# Directions
Go through the data below. Pull out every line that has the word "SubjectCategory".

============================================================

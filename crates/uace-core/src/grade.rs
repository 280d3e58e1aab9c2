//! Overall-grade normalisation.
//!
//! Raw grade tokens arrive as letters (`A`, `o`), digits (`1`–`9`) or junk.
//! Normalisation never fails: anything unrecognised degrades to the worst
//! grade for the subject's category (`F` for principals, `9` for
//! subsidiaries) so a bad cell cannot abort a batch.

use std::fmt;

use serde::{Deserialize, Serialize};

use crate::subject::SubjectCategory;

/// Letter grade awarded for a principal subject.
#[derive(Debug, Clone, Copy, PartialEq, Eq, Hash, Serialize, Deserialize)]
pub enum LetterGrade {
    A,
    B,
    C,
    D,
    E,
    O,
    F,
}

impl LetterGrade {
    /// Parse a single letter, case-insensitively.
    pub fn from_char(c: char) -> Option<Self> {
        match c.to_ascii_uppercase() {
            'A' => Some(LetterGrade::A),
            'B' => Some(LetterGrade::B),
            'C' => Some(LetterGrade::C),
            'D' => Some(LetterGrade::D),
            'E' => Some(LetterGrade::E),
            'O' => Some(LetterGrade::O),
            'F' => Some(LetterGrade::F),
            _ => None,
        }
    }

    /// Fixed numeric-to-letter table: 1..=5 → A..E, 6 → O, 7..=9 → F.
    pub fn from_numeric(n: i64) -> Option<Self> {
        match n {
            1 => Some(LetterGrade::A),
            2 => Some(LetterGrade::B),
            3 => Some(LetterGrade::C),
            4 => Some(LetterGrade::D),
            5 => Some(LetterGrade::E),
            6 => Some(LetterGrade::O),
            7..=9 => Some(LetterGrade::F),
            _ => None,
        }
    }

    /// Points table: A=6, B=5, C=4, D=3, E=2, O=1, F=0.
    pub fn points(self) -> u32 {
        match self {
            LetterGrade::A => 6,
            LetterGrade::B => 5,
            LetterGrade::C => 4,
            LetterGrade::D => 3,
            LetterGrade::E => 2,
            LetterGrade::O => 1,
            LetterGrade::F => 0,
        }
    }

    pub fn as_char(self) -> char {
        match self {
            LetterGrade::A => 'A',
            LetterGrade::B => 'B',
            LetterGrade::C => 'C',
            LetterGrade::D => 'D',
            LetterGrade::E => 'E',
            LetterGrade::O => 'O',
            LetterGrade::F => 'F',
        }
    }
}

/// Canonical overall grade of one subject.
///
/// Principal subjects always hold a [`LetterGrade`]; subsidiary subjects
/// always hold an integer in `1..=9`. Serialises as `"A"` or `5`.
#[derive(Debug, Clone, Copy, PartialEq, Eq, Hash, Serialize, Deserialize)]
#[serde(untagged)]
pub enum OverallGrade {
    Letter(LetterGrade),
    Numeric(u8),
}

impl OverallGrade {
    /// Worst grade for a category, used for empty and unrecognised tokens.
    pub fn worst(category: SubjectCategory) -> Self {
        match category {
            SubjectCategory::Principal => OverallGrade::Letter(LetterGrade::F),
            SubjectCategory::Subsidiary => OverallGrade::Numeric(9),
        }
    }
}

impl fmt::Display for OverallGrade {
    fn fmt(&self, f: &mut fmt::Formatter<'_>) -> fmt::Result {
        match self {
            OverallGrade::Letter(l) => write!(f, "{}", l.as_char()),
            OverallGrade::Numeric(n) => write!(f, "{n}"),
        }
    }
}

/// Normalise a raw overall-grade token for a subject of the given category.
///
/// - Principal: a leading letter in `A B C D E F O` wins (anything after it is
///   ignored); otherwise an integer `1..=9` is mapped through
///   [`LetterGrade::from_numeric`]; otherwise `F`.
/// - Subsidiary: an integer `1..=9` is kept as-is; otherwise `9`.
pub fn normalize(token: &str, category: SubjectCategory) -> OverallGrade {
    let trimmed = token.trim();
    if trimmed.is_empty() {
        return OverallGrade::worst(category);
    }

    match category {
        SubjectCategory::Subsidiary => match leading_int(trimmed) {
            Some(n @ 1..=9) => OverallGrade::Numeric(n as u8),
            _ => OverallGrade::worst(category),
        },
        SubjectCategory::Principal => {
            if let Some(letter) = trimmed.chars().next().and_then(LetterGrade::from_char) {
                return OverallGrade::Letter(letter);
            }
            leading_int(trimmed)
                .and_then(LetterGrade::from_numeric)
                .map(OverallGrade::Letter)
                .unwrap_or_else(|| OverallGrade::worst(category))
        }
    }
}

/// Parse the integer prefix of a token: optional sign, then ASCII digits.
///
/// `"5"` and `"5x"` both yield 5; `"x5"` and `""` yield `None`. Trailing
/// junk is tolerated the same way spreadsheet exports tolerate it.
pub(crate) fn leading_int(s: &str) -> Option<i64> {
    let s = s.trim();
    let (negative, rest) = match s.as_bytes().first() {
        Some(b'-') => (true, &s[1..]),
        Some(b'+') => (false, &s[1..]),
        _ => (false, s),
    };
    let digit_end = rest
        .bytes()
        .position(|b| !b.is_ascii_digit())
        .unwrap_or(rest.len());
    if digit_end == 0 {
        return None;
    }
    let value: i64 = rest[..digit_end].parse().ok()?;
    Some(if negative { -value } else { value })
}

============================================================

# Response
use crate::subject::SubjectCategory;
    pub fn worst(category: SubjectCategory) -> Self {
            SubjectCategory::Principal => OverallGrade::Letter(LetterGrade::F),
            SubjectCategory::Subsidiary => OverallGrade::Numeric(9),
pub fn normalize(token: &str, category: SubjectCategory) -> OverallGrade {
        SubjectCategory::Subsidiary => match leading_int(trimmed) {
        SubjectCategory::Principal => {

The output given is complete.